We are obliged first to assess whether the pertinent provision of § 1348 “ ‘has a plain and unambiguous meaning’ ” in this proceeding. United States ex rel. Wilson v. Graham County Soil & Water Conservation Dist., 367 F.3d 245, 250 (4th Cir.2004) (quoting Robinson v. Shell Oil Co., 519 U.S. 337, 340, 117 S.Ct. 843, 136 L.Ed.2d 808 (1997)). If “a statute speaks with clarity to an issue,” then its meaning is plain and there is no need for further judicial inquiry. Estate of Cowart v. Nicklos Drilling Co., 505 U.S. 469, 475, 112 S.Ct. 2589, 120 L.Ed.2d 379 (1992); see also S.C. Dep’t of Health & Envtl. Control v. Commerce & Indus. Ins. Co., 372 F.3d 245, 255 (4th Cir.2004). By contrast, a statutory term must be deemed ambiguous, if, when examined in context, it is susceptible to more than one reasonable interpretation.
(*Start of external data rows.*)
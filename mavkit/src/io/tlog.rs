use std::io::{ErrorKind, Read, Write};
use std::time::{Duration, SystemTime, UNIX_EPOCH};

use crate::consts::DEFAULT_READ_CHUNK_SIZE;
use crate::errors::DecodeError;
use crate::prelude::*;
use crate::protocol::consts::{STX_V1, STX_V2};
use crate::protocol::{decode_frame, CrcExtraLookup, Frame, Header, MavLinkVersion};

const TIMESTAMP_SIZE: usize = 8;

/// Telemetry log record.
#[derive(Clone, Debug, PartialEq)]
pub struct TlogRecord {
    /// Microseconds since UNIX epoch.
    pub timestamp: u64,
    /// Decoded frame or the reason it was rejected.
    pub frame: core::result::Result<Frame, DecodeError>,
}

/// Writes telemetry log (`.tlog`) files.
///
/// Each record is a big-endian `u64` timestamp in microseconds since UNIX epoch followed by a raw
/// MAVLink frame.
#[derive(Debug)]
pub struct TlogWriter<W: Write> {
    writer: W,
}

/// Reads telemetry log (`.tlog`) files written by [`TlogWriter`] or ground control stations.
///
/// A corrupted record is returned with [`TlogRecord::frame`] set to the decoding error. The reader
/// then searches for the next record starting right after the start marker of the corrupted frame.
///
/// # Usage
///
/// ```rust
/// use std::collections::HashMap;
/// use mavkit::io::{TlogReader, TlogWriter};
/// use mavkit::protocol::{encode_frame, MavLinkVersion, Payload};
///
/// let bytes = encode_frame(Payload::new(0, &[1, 2, 3], MavLinkVersion::V2), 50, 0, 1, 1, None)
///     .unwrap();
///
/// let mut writer = TlogWriter::new(Vec::new());
/// writer.write_raw(1_700_000_000_000_000, &bytes).unwrap();
///
/// let log = writer.into_inner();
/// let mut reader = TlogReader::new(log.as_slice(), HashMap::from([(0, 50)]));
///
/// let record = reader.read_record().unwrap().unwrap();
/// assert_eq!(record.timestamp, 1_700_000_000_000_000);
/// assert!(record.frame.is_ok());
/// assert!(reader.read_record().unwrap().is_none());
/// ```
#[derive(Debug)]
pub struct TlogReader<R: Read, L: CrcExtraLookup> {
    reader: R,
    lookup: L,
    window: Vec<u8>,
    chunk: Vec<u8>,
    skipped: u64,
}

impl TlogRecord {
    /// Record time.
    pub fn time(&self) -> SystemTime {
        UNIX_EPOCH + Duration::from_micros(self.timestamp)
    }
}

impl<W: Write> TlogWriter<W> {
    /// Creates a writer.
    pub fn new(writer: W) -> Self {
        Self { writer }
    }

    /// Writes a frame stamped with current time.
    pub fn write_frame(&mut self, frame: &Frame) -> Result<()> {
        self.write_frame_at(frame, SystemTime::now())
    }

    /// Writes a frame stamped with `time`.
    pub fn write_frame_at(&mut self, frame: &Frame, time: SystemTime) -> Result<()> {
        let timestamp = time
            .duration_since(UNIX_EPOCH)
            .unwrap_or_default()
            .as_micros() as u64;
        self.write_raw(timestamp, &frame.to_bytes())
    }

    /// Writes raw frame bytes.
    pub fn write_raw(&mut self, timestamp: u64, frame: &[u8]) -> Result<()> {
        self.writer.write_all(&timestamp.to_be_bytes())?;
        self.writer.write_all(frame)?;
        Ok(())
    }

    /// Flushes underlying writer.
    pub fn flush(&mut self) -> Result<()> {
        self.writer.flush()?;
        Ok(())
    }

    /// Returns underlying writer.
    pub fn into_inner(self) -> W {
        self.writer
    }
}

impl<R: Read, L: CrcExtraLookup> TlogReader<R, L> {
    /// Creates a reader.
    pub fn new(reader: R, lookup: L) -> Self {
        Self {
            reader,
            lookup,
            window: Vec::new(),
            chunk: vec![0; DEFAULT_READ_CHUNK_SIZE],
            skipped: 0,
        }
    }

    /// Number of bytes skipped while searching for records.
    pub fn skipped(&self) -> u64 {
        self.skipped
    }

    /// Reads the next record.
    ///
    /// Returns `Ok(None)` at the end of the log. An incomplete record at the end of the log is
    /// ignored.
    pub fn read_record(&mut self) -> Result<Option<TlogRecord>> {
        loop {
            if !self.fill(TIMESTAMP_SIZE + 1)? {
                return Ok(self.finish());
            }

            let version = match self.window[TIMESTAMP_SIZE] {
                STX_V1 => MavLinkVersion::V1,
                STX_V2 => MavLinkVersion::V2,
                _ => {
                    self.window.remove(0);
                    self.skipped += 1;
                    continue;
                }
            };

            let mut ts = [0u8; TIMESTAMP_SIZE];
            ts.copy_from_slice(&self.window[..TIMESTAMP_SIZE]);
            let timestamp = u64::from_be_bytes(ts);

            if !self.fill(TIMESTAMP_SIZE + version.header_size())? {
                return Ok(self.finish());
            }
            let header = match Header::decode(&self.window[TIMESTAMP_SIZE..]) {
                Ok(header) => header,
                Err(err) => return Ok(Some(self.reject(timestamp, err))),
            };

            let record_size = TIMESTAMP_SIZE + header.frame_size();
            if !self.fill(record_size)? {
                return Ok(self.finish());
            }

            return Ok(Some(
                match decode_frame(&self.window[TIMESTAMP_SIZE..record_size], &self.lookup) {
                    Ok(frame) => {
                        self.window.drain(..record_size);
                        TlogRecord {
                            timestamp,
                            frame: Ok(frame),
                        }
                    }
                    // Frame is well-formed, only its checksum can't be verified
                    Err(err @ DecodeError::UnknownMessage { .. }) => {
                        self.window.drain(..record_size);
                        TlogRecord {
                            timestamp,
                            frame: Err(err),
                        }
                    }
                    Err(err) => self.reject(timestamp, err),
                },
            ));
        }
    }

    /// Drops timestamp and start marker of a corrupted record.
    fn reject(&mut self, timestamp: u64, err: DecodeError) -> TlogRecord {
        log::trace!("corrupted record at {timestamp}: {err}");
        self.window.drain(..TIMESTAMP_SIZE + 1);
        TlogRecord {
            timestamp,
            frame: Err(err),
        }
    }

    fn finish(&mut self) -> Option<TlogRecord> {
        if !self.window.is_empty() {
            log::debug!("ignoring {} trailing bytes", self.window.len());
            self.skipped += self.window.len() as u64;
            self.window.clear();
        }
        None
    }

    /// Reads until window holds at least `len` bytes. Returns `false` at the end of stream.
    fn fill(&mut self, len: usize) -> Result<bool> {
        while self.window.len() < len {
            let read = match self.reader.read(&mut self.chunk) {
                Ok(read) => read,
                Err(err) if err.kind() == ErrorKind::Interrupted => continue,
                Err(err) => return Err(err.into()),
            };
            if read == 0 {
                return Ok(false);
            }
            self.window.extend_from_slice(&self.chunk[..read]);
        }
        Ok(true)
    }
}

impl<R: Read, L: CrcExtraLookup> Iterator for TlogReader<R, L> {
    type Item = Result<TlogRecord>;

    fn next(&mut self) -> Option<Self::Item> {
        self.read_record().transpose()
    }
}

#[cfg(test)]
mod tlog_tests {
    use std::collections::HashMap;

    use super::*;
    use crate::protocol::{encode_frame, CrcExtra, MessageId, Payload};

    fn lookup() -> HashMap<MessageId, CrcExtra> {
        HashMap::from([(0, 50)])
    }

    fn frame(sequence: u8) -> Vec<u8> {
        encode_frame(
            Payload::new(0, &[0, 0, 0, 0, 6, 8, 0, 4, 3], MavLinkVersion::V2),
            50,
            sequence,
            1,
            1,
            None,
        )
        .unwrap()
    }

    #[test]
    fn write_and_read() {
        let time = UNIX_EPOCH + Duration::from_micros(1_600_000_000_123_456);
        let mut writer = TlogWriter::new(Vec::new());
        for seq in 0..3u8 {
            let frame = decode_frame(&frame(seq), &lookup()).unwrap();
            writer
                .write_frame_at(&frame, time + Duration::from_millis(seq as u64))
                .unwrap();
        }
        let log = writer.into_inner();
        assert_eq!(&log[..8], &1_600_000_000_123_456u64.to_be_bytes());

        let records: Vec<TlogRecord> = TlogReader::new(log.as_slice(), lookup())
            .collect::<Result<_>>()
            .unwrap();
        assert_eq!(records.len(), 3);
        assert_eq!(records[2].time(), time + Duration::from_millis(2));
        assert_eq!(records[1].frame.as_ref().unwrap().sequence(), 1);
    }

    #[test]
    fn corrupted_records() {
        let mut writer = TlogWriter::new(Vec::new());
        let mut corrupted = frame(0);
        corrupted[14] ^= 0x10;
        writer.write_raw(1, &corrupted).unwrap();
        writer.write_raw(2, &frame(1)).unwrap();
        writer.write_raw(3, &[STX_V2, 9, 0]).unwrap();
        let log = writer.into_inner();

        let mut reader = TlogReader::new(log.as_slice(), lookup());

        let record = reader.read_record().unwrap().unwrap();
        assert_eq!(record.timestamp, 1);
        assert!(matches!(record.frame, Err(DecodeError::CrcMismatch { .. })));

        let record = reader.read_record().unwrap().unwrap();
        assert_eq!(record.timestamp, 2);
        assert_eq!(record.frame.unwrap().sequence(), 1);

        // Truncated tail
        assert!(reader.read_record().unwrap().is_none());
        assert!(reader.skipped() > 0);
    }

    #[test]
    fn unknown_messages_keep_alignment() {
        let mut writer = TlogWriter::new(Vec::new());
        writer.write_raw(1, &frame(0)).unwrap();
        writer.write_raw(2, &frame(1)).unwrap();
        let log = writer.into_inner();

        let records: Vec<TlogRecord> =
            TlogReader::new(log.as_slice(), HashMap::<MessageId, CrcExtra>::new())
                .collect::<Result<_>>()
                .unwrap();
        assert_eq!(records.len(), 2);
        assert!(records
            .iter()
            .all(|r| matches!(r.frame, Err(DecodeError::UnknownMessage { id: 0, .. }))));
    }
}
Wilson, 367 F.3d at 248. If such an ambiguity is apparent, we must then ascertain the “ ‘interpretation which *434can most fairly be said to be imbedded in the statute, in the sense of being most harmonious with its scheme and with the general purposes that Congress manifested.’ ” Comm’r v. Engle, 464 U.S. 206, 217, 104 S.Ct. 597, 78 L.Ed.2d 420 (1984) (quoting NLRB v. Lion Oil Co., 352 U.S. 282, 297, 77 S.Ct. 330, 1 L.Ed.2d 331 (1957) (Frankfurter, J., concurring in part and dissenting in part)).
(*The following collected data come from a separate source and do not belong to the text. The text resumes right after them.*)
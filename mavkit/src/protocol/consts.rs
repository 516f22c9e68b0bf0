//! # MAVLink protocol constants
//!
//! Sizes, markers, and flags of the `MAVLink 1` and `MAVLink 2` wire formats.

use crate::protocol::MessageId;

/// `MAVLink 1` packet start marker.
pub const STX_V1: u8 = 0xFE;
/// `MAVLink 2` packet start marker.
pub const STX_V2: u8 = 0xFD;

/// `MAVLink 1` header size in bytes (including the start marker).
pub const HEADER_V1_SIZE: usize = 6;
/// `MAVLink 2` header size in bytes (including the start marker).
pub const HEADER_V2_SIZE: usize = 10;
/// Largest header size.
pub const HEADER_MAX_SIZE: usize = HEADER_V2_SIZE;

/// Checksum size in bytes.
pub const CHECKSUM_SIZE: usize = 2;
/// `MAVLink 2` signature size in bytes.
pub const SIGNATURE_SIZE: usize = 13;
/// Signature value size in bytes (truncated SHA-256).
pub const SIGNATURE_VALUE_SIZE: usize = 6;
/// Signature timestamp size in bytes.
pub const SIGNATURE_TIMESTAMP_SIZE: usize = 6;
/// Secret key size in bytes.
pub const SIGNATURE_SECRET_KEY_SIZE: usize = 32;

/// Maximum payload size in bytes.
pub const PAYLOAD_MAX_SIZE: usize = 255;
/// Maximum frame size in bytes: `MAVLink 2` header, payload, checksum, and signature.
pub const FRAME_MAX_SIZE: usize =
    HEADER_V2_SIZE + PAYLOAD_MAX_SIZE + CHECKSUM_SIZE + SIGNATURE_SIZE;

/// `MAVLink 2` incompatibility flag: frame is signed.
pub const MAVLINK_IFLAG_SIGNED: u8 = 0x01;
/// All incompatibility flags supported by this implementation.
pub const MAVLINK_SUPPORTED_IFLAGS: u8 = MAVLINK_IFLAG_SIGNED;

/// Largest message `ID` that fits `MAVLink 1` header.
pub const MESSAGE_ID_V1_MAX: MessageId = 0xFF;
/// Largest message `ID` that fits `MAVLink 2` header.
pub const MESSAGE_ID_V2_MAX: MessageId = 0xFF_FFFF;

/// Offset of MAVLink signature timestamps: 2015-01-01T00:00:00Z as seconds since UNIX epoch.
pub const SIGNATURE_EPOCH_UNIX_SECS: u64 = 1_420_070_400;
Put most simply, I part company with the panel majority on its view that “located” is an unambiguous statutory term. Under the accepted definitions of “locate,” the term refers to a particular or specific position, rather than to a general physical presence. See, e.g., Black’s Law Dictionary 958 (8th ed.2004) (defining “location” as “[t]he specific place or position of a person or thing”); Webster’s Third New International Dictionary 1327 (reprint 1993) (1981) (defining “locate” as “to set or establish in a particular spot or position”).2 In this proceeding, “located” could refer either to Wachovia’s principal place of business (North Carolina), to the place named in its certificate of organization (North Carolina), or to any state in which Wachovia has established branch offices (such as South Carolina). As the majority observes, the Bougas Court recognized such an ambiguity in how the term “located” was used in § 94 of Title 12, a separate statute addressing state court venue for proceedings involving national banks.3 Significantly, the Court there observed that “[tjhere is no enduring rigidity about the word ‘located,’ ” Bougas, 434 U.S. at 44, 98 S.Ct. 88, and it pronounced the term to be ambiguous. As a result,, the Court proceeded to the second step of statutory construction and assessed the concerns Congress had sought to address in its adoption of § 94. Bougas, 434 U.S. at 44, 98 S.Ct. 88. We must do likewise.
B.
' The relevant history of our national banks reveals that Congress intended for such banks to enjoy the same access to federal courts as that accorded other banks and corporations. When Congress first authorized the creation of national banks in 1863, it provided that suits by and against them could be initiated in the federal courts. See Act of Feb. 25, 1863, ch. 58, 12 Stat. 665, 681. In 1882, Congress amended its 1863 enactment to eliminate automatic federal question jurisdiction over all disputes involving national banks. See Leather Mfrs.’ Bank v. Cooper, 120 U.S. 778, 780-81, 7 S.Ct. 777, 30 L.Ed. 816 (1887). Nonetheless, the amendment provided plainly that jurisdiction over lawsuits involving national banks “shall be the same as, and not other than, the jurisdiction for suits by or against banks not organized under any law of the United States.... ” Act of July 12, 1882, ch. 290, 22 Stat. 162, 163. The Court promptly construed this *435amendment to place “national banks on the same footing as the banks of the state where they were located for all the purposes of the jurisdiction of the courts of the United States.” Leather Mfrs.’ Bank, 120 U.S. at 780, 7 S.Ct. 777; see also Petri v. Commercial Nat’l Bank of Chi., 142 U.S. 644, 649, 12 S.Ct. 325, 35 L.Ed. 1144 (1892) (observing that 1882 amendment “placed [national banks] in the same category with banks not organized under the laws of the United States”).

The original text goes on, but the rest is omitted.